SOURCE MATERIAL -
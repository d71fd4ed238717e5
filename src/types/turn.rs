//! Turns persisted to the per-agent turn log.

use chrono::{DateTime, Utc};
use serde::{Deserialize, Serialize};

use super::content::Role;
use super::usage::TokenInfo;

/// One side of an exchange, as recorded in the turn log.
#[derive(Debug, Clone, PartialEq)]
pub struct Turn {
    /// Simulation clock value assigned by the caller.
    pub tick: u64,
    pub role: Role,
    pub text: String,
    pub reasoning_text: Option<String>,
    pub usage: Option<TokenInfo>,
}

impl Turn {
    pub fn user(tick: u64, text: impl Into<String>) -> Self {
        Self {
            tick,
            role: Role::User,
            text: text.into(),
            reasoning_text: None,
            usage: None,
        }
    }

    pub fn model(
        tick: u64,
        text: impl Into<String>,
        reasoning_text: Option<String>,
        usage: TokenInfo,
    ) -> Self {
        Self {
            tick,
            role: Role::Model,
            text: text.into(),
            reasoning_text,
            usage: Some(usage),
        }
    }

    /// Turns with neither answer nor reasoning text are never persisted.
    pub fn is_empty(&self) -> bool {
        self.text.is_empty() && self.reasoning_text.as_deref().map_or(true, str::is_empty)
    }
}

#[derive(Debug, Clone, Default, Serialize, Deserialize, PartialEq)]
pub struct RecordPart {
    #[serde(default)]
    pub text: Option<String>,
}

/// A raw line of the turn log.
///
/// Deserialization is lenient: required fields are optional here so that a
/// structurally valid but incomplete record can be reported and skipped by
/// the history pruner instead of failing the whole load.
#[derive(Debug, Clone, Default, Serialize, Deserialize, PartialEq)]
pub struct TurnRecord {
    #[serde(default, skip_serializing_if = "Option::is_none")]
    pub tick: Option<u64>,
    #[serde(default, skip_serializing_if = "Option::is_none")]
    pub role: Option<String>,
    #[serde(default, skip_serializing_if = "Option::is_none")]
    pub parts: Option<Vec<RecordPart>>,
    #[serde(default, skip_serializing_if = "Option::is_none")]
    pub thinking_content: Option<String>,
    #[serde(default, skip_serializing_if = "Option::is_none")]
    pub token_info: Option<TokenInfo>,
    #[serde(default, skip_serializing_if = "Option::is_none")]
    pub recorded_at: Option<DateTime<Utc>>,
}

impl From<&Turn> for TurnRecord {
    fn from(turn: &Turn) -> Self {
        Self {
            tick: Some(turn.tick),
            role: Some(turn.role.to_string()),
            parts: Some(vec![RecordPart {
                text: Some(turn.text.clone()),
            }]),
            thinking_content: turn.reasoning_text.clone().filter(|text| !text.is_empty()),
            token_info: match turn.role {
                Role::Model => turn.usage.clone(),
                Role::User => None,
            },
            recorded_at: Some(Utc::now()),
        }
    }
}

WHAT IS EXPECTED -
Nothing but the full listing, copied exactly, belongs in the answer.

RESULT OF THE TASK -
repository d71fd4ed238717e5
filename src/types/turn.rs
//! Turns persisted to the per-agent turn log.

use chrono::{DateTime, Utc};
use serde::{Deserialize, Serialize};

use super::content::Role;
use super::usage::TokenInfo;

/// One side of an exchange, as recorded in the turn log.
#[derive(Debug, Clone, PartialEq)]
pub struct Turn {
    /// Simulation clock value assigned by the caller.
    pub tick: u64,
    pub role: Role,
    pub text: String,
    pub reasoning_text: Option<String>,
    pub usage: Option<TokenInfo>,
}

impl Turn {
    pub fn user(tick: u64, text: impl Into<String>) -> Self {
        Self {
            tick,
            role: Role::User,
            text: text.into(),
            reasoning_text: None,
            usage: None,
        }
    }

    pub fn model(
        tick: u64,
        text: impl Into<String>,
        reasoning_text: Option<String>,
        usage: TokenInfo,
    ) -> Self {
        Self {
            tick,
            role: Role::Model,
            text: text.into(),
            reasoning_text,
            usage: Some(usage),
        }
    }

    /// Turns with neither answer nor reasoning text are never persisted.
    pub fn is_empty(&self) -> bool {
        self.text.is_empty() && self.reasoning_text.as_deref().map_or(true, str::is_empty)
    }
}

#[derive(Debug, Clone, Default, Serialize, Deserialize, PartialEq)]
pub struct RecordPart {
    #[serde(default)]
    pub text: Option<String>,
}

/// A raw line of the turn log.
///
/// Deserialization is lenient: required fields are optional here so that a
/// structurally valid but incomplete record can be reported and skipped by
/// the history pruner instead of failing the whole load.
#[derive(Debug, Clone, Default, Serialize, Deserialize, PartialEq)]
pub struct TurnRecord {
    #[serde(default, skip_serializing_if = "Option::is_none")]
    pub tick: Option<u64>,
    #[serde(default, skip_serializing_if = "Option::is_none")]
    pub role: Option<String>,
    #[serde(default, skip_serializing_if = "Option::is_none")]
    pub parts: Option<Vec<RecordPart>>,
    #[serde(default, skip_serializing_if = "Option::is_none")]
    pub thinking_content: Option<String>,
    #[serde(default, skip_serializing_if = "Option::is_none")]
    pub token_info: Option<TokenInfo>,
    #[serde(default, skip_serializing_if = "Option::is_none")]
    pub recorded_at: Option<DateTime<Utc>>,
}

impl From<&Turn> for TurnRecord {
    fn from(turn: &Turn) -> Self {
        Self {
            tick: Some(turn.tick),
            role: Some(turn.role.to_string()),
            parts: Some(vec![RecordPart {
                text: Some(turn.text.clone()),
            }]),
            thinking_content: turn.reasoning_text.clone().filter(|text| !text.is_empty()),
            token_info: match turn.role {
                Role::Model => turn.usage.clone(),
                Role::User => None,
            },
            recorded_at: Some(Utc::now()),
        }
    }
}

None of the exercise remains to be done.